## SAS Tip Tuesday: ODS Output With SASPy
*03/04/2025*

- *Stu Sztukowski*
- *https://linkedin.com/in/StatsGuy* | *https://github.com/stu-code*

***

ODS Output is one of SAS's most important features. From HTML to PDF to PowerPoint, you can create beautiful graphs to an insane number of destinations with barely any code. One of the best parts about SAS are the ODS graphics that are automatically produced with statistical output. You don't need to think too hard about what statistical tests, graphs, or measures you need: SAS just does it for you. It's incredibly powerful, and SASPy fully supports it. Let's take a look at some quick examples.

In [1]:
import saspy
from IPython.display import HTML

## Start a SAS session

You can configure the connection types you want within ~./config/saspy/sascfg_personal.py. 

We'll start a local connection to SAS installed on a local Windows machine, but you can easily connect to SAS Viya, SAS Grid, SAS Mainframe, or a remote SAS server. 

For more information on how to change how you connect to SAS, see:
https://sassoftware.github.io/saspy/getting-started.html#start-a-sas-session

In [2]:
sas = saspy.SASsession(cfgname='winlocal')

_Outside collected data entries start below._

//! Per-connection realtime channel.

use std::collections::VecDeque;
use std::sync::Arc;

use async_trait::async_trait;
use tokio::sync::broadcast;
use whisper_core::backend::{ChannelEvent, RoomChannel};
use whisper_core::{BackendError, PresenceState, RoomId};

use crate::store::Inner;

/// One subscription to a room's bus.
///
/// Delivery starts with an `Attached` marker and the current presence
/// snapshot, then streams whatever the bus commits. Closing (or dropping)
/// untracks this connection's presence entry, which re-snapshots everyone
/// else - a leaked channel would leave a phantom entry behind, so the
/// frontend closes explicitly on room exit.
pub(crate) struct LocalChannel {
    inner: Arc<Inner>,
    room_id: RoomId,
    conn_id: u64,
    receiver: broadcast::Receiver<ChannelEvent>,
    /// Events delivered before anything from the bus.
    pending: VecDeque<ChannelEvent>,
    closed: bool,
}

impl LocalChannel {
    pub(crate) fn new(
        inner: Arc<Inner>,
        room_id: RoomId,
        conn_id: u64,
        receiver: broadcast::Receiver<ChannelEvent>,
        presence_snapshot: Vec<PresenceState>,
    ) -> Self {
        let pending =
            VecDeque::from([ChannelEvent::Attached, ChannelEvent::PresenceSync(presence_snapshot)]);
        Self { inner, room_id, conn_id, receiver, pending, closed: false }
    }
}

#[async_trait]
impl RoomChannel for LocalChannel {
    async fn recv(&mut self) -> Option<ChannelEvent> {
        if let Some(event) = self.pending.pop_front() {
            return Some(event);
        }
        if self.closed {
            return None;
        }

        loop {
            match self.receiver.recv().await {
                Ok(event) => return Some(event),
                Err(broadcast::error::RecvError::Lagged(skipped)) => {
                    tracing::warn!(room = %self.room_id, skipped, "channel lagged, events dropped");
                },
                Err(broadcast::error::RecvError::Closed) => return None,
            }
        }
    }

    async fn track(&self, state: PresenceState) -> Result<(), BackendError> {
        if self.closed {
            return Err(BackendError::request("channel closed"));
        }
        self.inner.track(self.room_id, self.conn_id, state);
        Ok(())
    }

    fn close(&mut self) {
        if !self.closed {
            self.closed = true;
            self.inner.untrack(self.room_id, self.conn_id);
        }
    }
}

impl Drop for LocalChannel {
    fn drop(&mut self) {
        // Best-effort cleanup if the frontend forgot to close
        self.close();
    }
}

SAS Connection established. Subprocess id is 1112



## Read Data Directly

Now that we have started a SAS session, we can read  data directly with sas.read_csv, and save it as a table
to the WORK library as "insurance." We'll also read in a SAS dataset that already exists in sashelp: sashelp.air

In [3]:
url = 'https://github.com/stu-code/sas-tips/raw/refs/heads/main/data/insurance.csv'
insurance = sas.read_csv(url, table='insurance')
airline   = sas.sasdata('air', 'sashelp')

In [4]:
insurance.head()

Unnamed: 0,age,sex,bmi,children,smoker,region,charges
0,19.0,female,27.9,0.0,yes,southwest,16884.924
1,18.0,male,33.77,1.0,no,southeast,1725.5523
2,28.0,male,33.0,3.0,no,southeast,4449.462
3,33.0,male,22.705,0.0,no,northwest,21984.47061
4,32.0,male,28.88,0.0,no,northwest,3866.8552


# Make some graphs

SASPy has built-in methods to automatically generate a number of graphs:
| Graph Type | Method |
|:-----------|:------|
| Bar chart  |data.bar()    |
| Heatmap    |data.heatmap()|
| Histogram  |data.hist()   |
| Scatterplot|data.scatter()|
| Series     |data.series()|

In [5]:
insurance.heatmap(x='bmi', y='age', title='Heatmap of BMI vs. Age')

In [6]:
insurance.hist('BMI', title='Histogram of BMI')

In [7]:
airline.series(x='Date', y='Air', title='Airline Demand over Time')

# Customize it!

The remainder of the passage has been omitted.